Cette expérience est une masterclass accélérée. Pour un pilote de circuit, habitué à des trajectoires millimétrées sur asphalte, le pilotage d’un tel engin et l’exercice des notes représentent une découverte technique fondamentale. Cet intérêt pour la discipline n’est pas nouveau chez l’Espagnol, qui avait déjà piloté la voiture ouvreuse du Rallye Monte-Carlo en 2018, montrant une curiosité durable pour les défis du “off-road”.
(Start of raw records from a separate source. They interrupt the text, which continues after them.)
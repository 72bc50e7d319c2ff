use std::future::Future;
use std::net::IpAddr;
use std::pin::Pin;

use tokio::sync::Mutex;

/// Outcome of one handshake. Immutable once produced.
#[derive(Debug, Clone, PartialEq, Eq)]
pub struct HandshakeResult {
    pub success: bool,
    /// The local address the peer confirmed it can reach. Empty on failure.
    pub my_ip: String,
}

impl HandshakeResult {
    pub fn reached(my_ip: impl Into<String>) -> Self {
        Self {
            success: true,
            my_ip: my_ip.into(),
        }
    }

    pub fn unreachable() -> Self {
        Self {
            success: false,
            my_ip: String::new(),
        }
    }
}

/// A boxed future returned by [`IpProbe::probe`].
pub type ProbeFuture<'a> = Pin<Box<dyn Future<Output = HandshakeResult> + Send + 'a>>;

/// External collaborator that determines which candidate local address the
/// target peer can reach. The returned future resolves exactly once.
pub trait IpProbe: Send + Sync {
    fn probe(&self, candidates: &[IpAddr]) -> ProbeFuture<'_>;
}

/// Runs the handshake once per sending session and caches a successful
/// result; a failed handshake is retried on the next call.
pub struct HandshakeClient {
    probe: std::sync::Arc<dyn IpProbe>,
    candidates: Vec<IpAddr>,
    result: Mutex<Option<HandshakeResult>>,
}

impl HandshakeClient {
    pub fn new(probe: std::sync::Arc<dyn IpProbe>, candidates: Vec<IpAddr>) -> Self {
        Self {
            probe,
            candidates,
            result: Mutex::new(None),
        }
    }

    /// Returns the session's handshake result, probing if no successful
    /// result is cached yet.
    pub async fn handshake(&self) -> HandshakeResult {
        let mut cached = self.result.lock().await;
        if let Some(result) = cached.as_ref() {
            if result.success {
                return result.clone();
            }
        }

        let result = self.probe.probe(&self.candidates).await;
        if result.success {
            tracing::debug!(ip = %result.my_ip, "handshake resolved local address");
        } else {
            tracing::warn!("handshake found no reachable local address");
        }
        *cached = Some(result.clone());
        result
    }

    /// Clears the cached result, forcing the next call to re-probe.
    pub async fn reset(&self) {
        *self.result.lock().await = None;
    }
}
//! Route capability consumed by the transfer orchestrator.

use std::collections::HashMap;
use std::future::Future;
use std::net::{IpAddr, SocketAddr};
use std::pin::Pin;
use std::sync::Arc;

use crate::ResponderError;

/// One inbound request, reduced to what route handlers need.
#[derive(Debug, Clone)]
pub struct Request {
    /// Request path, exactly as registered (e.g. `/{key}/3/`).
    pub path: String,
    /// Decoded query parameters.
    pub query: HashMap<String, String>,
}

impl Request {
    pub fn new(path: impl Into<String>) -> Self {
        Self {
            path: path.into(),
            query: HashMap::new(),
        }
    }

    /// Returns a decoded query parameter by name.
    pub fn query(&self, name: &str) -> Option<&str> {
        self.query.get(name).map(String::as_str)
    }
}

/// Body returned by a route handler.
#[derive(Debug, Clone, PartialEq, Eq)]
pub enum Reply {
    Text(String),
    Bytes(Vec<u8>),
}

impl Reply {
    pub fn into_bytes(self) -> Vec<u8> {
        match self {
            Reply::Text(s) => s.into_bytes(),
            Reply::Bytes(b) => b,
        }
    }

    /// MIME type for the HTTP `Content-Type` header.
    pub fn content_type(&self) -> &'static str {
        match self {
            Reply::Text(_) => "text/plain; charset=utf-8",
            Reply::Bytes(_) => "application/octet-stream",
        }
    }
}

/// A boxed future returned by a route handler.
pub type RouteFuture = Pin<Box<dyn Future<Output = Reply> + Send + 'static>>;

/// Handler registered for one exact path.
pub type RouteHandler = Arc<dyn Fn(Request) -> RouteFuture + Send + Sync>;

/// A boxed future returned by [`Responder::start`].
pub type StartFuture<'a> = Pin<Box<dyn Future<Output = Result<(), ResponderError>> + Send + 'a>>;

/// Register-route/start/dispose capability of an embedded web server.
///
/// Routes may be added before or after `start`; requests for unregistered
/// paths get a 404. `dispose` stops accepting connections and drops all
/// routes; a disposed responder is never restarted (sessions create a fresh
/// instance through the factory instead).
pub trait Responder: Send + Sync {
    fn add_route(&self, path: &str, handler: RouteHandler);
    fn start(&self, ip: IpAddr, port: u16) -> StartFuture<'_>;
    /// Bound address, available once `start` has returned.
    fn local_addr(&self) -> Option<SocketAddr>;
    fn dispose(&self);
}

/// Produces fresh responder instances, one per sending session.
pub trait ResponderFactory: Send + Sync {
    fn generate(&self) -> Arc<dyn Responder>;
}

/// Decodes an URL-encoded query string into a parameter map.
///
/// `+` decodes to a space; malformed percent escapes are kept literally
/// rather than rejected, since finish callbacks must never error out at the
/// transport layer.
pub fn parse_query(raw: &str) -> HashMap<String, String> {
    let mut params = HashMap::new();
    for pair in raw.split('&') {
        if pair.is_empty() {
            continue;
        }
        let (name, value) = match pair.split_once('=') {
            Some((n, v)) => (n, v),
            None => (pair, ""),
        };
        params.insert(percent_decode(name), percent_decode(value));
    }
    params
}

fn percent_decode(input: &str) -> String {
    let bytes = input.as_bytes();
    let mut out = Vec::with_capacity(bytes.len());
    let mut i = 0;
    while i < bytes.len() {
        match bytes[i] {
            b'+' => {
                out.push(b' ');
                i += 1;
            }
            b'%' => match (hex_val(bytes.get(i + 1)), hex_val(bytes.get(i + 2))) {
                (Some(hi), Some(lo)) => {
                    out.push(hi << 4 | lo);
                    i += 3;
                }
                _ => {
                    out.push(b'%');
                    i += 1;
                }
            },
            b => {
                out.push(b);
                i += 1;
            }
        }
    }
    String::from_utf8_lossy(&out).into_owned()
}

fn hex_val(b: Option<&u8>) -> Option<u8> {
    match b? {
        c @ b'0'..=b'9' => Some(c - b'0'),
        c @ b'a'..=b'f' => Some(c - b'a' + 10),
        c @ b'A'..=b'F' => Some(c - b'A' + 10),
        _ => None,
    }
}

#[cfg(test)]
mod tests {
    use super::*;

    #[test]
    fn parse_query_basic() {
        let q = parse_query("success=true&message=done");
        assert_eq!(q.get("success").map(String::as_str), Some("true"));
        assert_eq!(q.get("message").map(String::as_str), Some("done"));
    }

    #[test]
    fn parse_query_percent_and_plus() {
        let q = parse_query("message=disk%20full+again");
        assert_eq!(q.get("message").map(String::as_str), Some("disk full again"));
    }

    #[test]
    fn parse_query_valueless_param() {
        let q = parse_query("flag");
        assert_eq!(q.get("flag").map(String::as_str), Some(""));
    }

    #[test]
    fn parse_query_empty() {
        assert!(parse_query("").is_empty());
    }

    #[test]
    fn percent_decode_malformed_kept_literal() {
        assert_eq!(percent_decode("100%"), "100%");
        assert_eq!(percent_decode("a%zz"), "a%zz");
    }

    #[test]
    fn reply_content_types() {
        assert_eq!(Reply::Text("OK".into()).content_type(), "text/plain; charset=utf-8");
        assert_eq!(Reply::Bytes(vec![1]).content_type(), "application/octet-stream");
    }

    #[test]
    fn reply_into_bytes() {
        assert_eq!(Reply::Text("OK".into()).into_bytes(), b"OK");
        assert_eq!(Reply::Bytes(vec![1, 2]).into_bytes(), vec![1, 2]);
    }
}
Cette incursion de Carlos Sainz dans le monde du rallye-raid s’inscrit dans une tendance plus large chez les pilotes de monoplace. Si son avenir immédiat est solidement ancré en Formule 1, comme en témoigne son récent podium à Bakou, de nombreux pilotes de sa génération explorent d’autres disciplines pour l’après-F1. L’Endurance et l’IndyCar sont des voies classiques, mais le Dakar, l’un des derniers grands défis extrêmes du sport automobile, représente un attrait particulier.
Ce test peut donc être interprété comme une première prise de contact sérieuse, une évaluation des sensations et des exigences de la discipline en vue d’une potentielle seconde carrière. Des pilotes comme Fernando Alonso (avec sa participation au Dakar en 2020) ont déjà ouvert la voie, prouvant que la transition est possible.
Il est également à noter que ce test s’est déroulé avec un prototype Ford. Le constructeur américain, qui fera son grand retour en Formule 1 en 2026 en tant que partenaire moteur de Red Bull, montre ainsi son implication dans diverses catégories de pointe.
Bien que Carlos Sainz soit aujourd’hui pilote pour Williams (motorisé par Mercedes), il reste un pur produit de la filière Red Bull, qui l’a mené à la F1. Ce roulage sous la bannière d’un futur partenaire de son ancienne famille, bien que non officiel, est un détail intéressant dans le jeu complexe des relations entre pilotes, écuries et constructeurs.
Pour l’heure, la priorité de Sainz reste sa campagne en F1, mais cet essai en Espagne a prouvé que sa passion pour le pilotage ne connaît pas de frontières, et que l’héritage familial en rallye pourrait bien avoir un avenir.